Task
Report the lines of the data below that contain the string "Ordering".

^^^^^^^^

//! # Data Loader Crate
//!
//! Loads a movie catalog and a review stream (both CSV with a header line)
//! and folds the reviews into per-movie aggregates.
//!
//! ## Main Components
//!
//! - **types**: `MovieAggregate`, `Review` and the id aliases
//! - **parser**: turn CSV lines into those types
//! - **index**: `MovieCatalog`, the aggregate store with its id index
//! - **error**: `DataLoadError` and the crate `Result` alias
//!
//! ## Example Usage
//!
//! ```ignore
//! use data_loader::MovieCatalog;
//! use std::path::Path;
//!
//! let catalog = MovieCatalog::load_from_files(
//!     Path::new("movies.csv"),
//!     Path::new("reviews.csv"),
//! )?;
//!
//! println!("Movies: {}", catalog.movie_count());
//! println!("Reviews {}", catalog.reviews_seen());
//! ```

pub mod error;
pub mod types;
pub mod parser;
pub mod index;

// Re-export commonly used types for convenience
pub use error::{DataLoadError, Result};
pub use index::MovieCatalog;
pub use types::{MovieAggregate, MovieId, Review, UserId};
//! Rank movies by their average rating.

use super::by_name;
use crate::traits::{Metric, Ranker};
use data_loader::MovieAggregate;
use std::cmp::Ordering;

/// Highest average rating first; equal averages are ordered by name.
///
/// Movies without reviews have an average of zero and rank accordingly,
/// which puts them below any movie with positive ratings.
pub struct AverageRatingRanker;

impl Ranker for AverageRatingRanker {
    fn name(&self) -> &str {
        "Rating"
    }

    fn compare(&self, a: &MovieAggregate, b: &MovieAggregate) -> Ordering {
        b.average_rating()
            .total_cmp(&a.average_rating())
            .then_with(|| by_name(a, b))
    }

    fn metric(&self, movie: &MovieAggregate) -> Metric {
        Metric::Average(movie.average_rating())
    }
}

^^^^^^^^

Finished task
use std::cmp::Ordering;
    fn compare(&self, a: &MovieAggregate, b: &MovieAggregate) -> Ordering {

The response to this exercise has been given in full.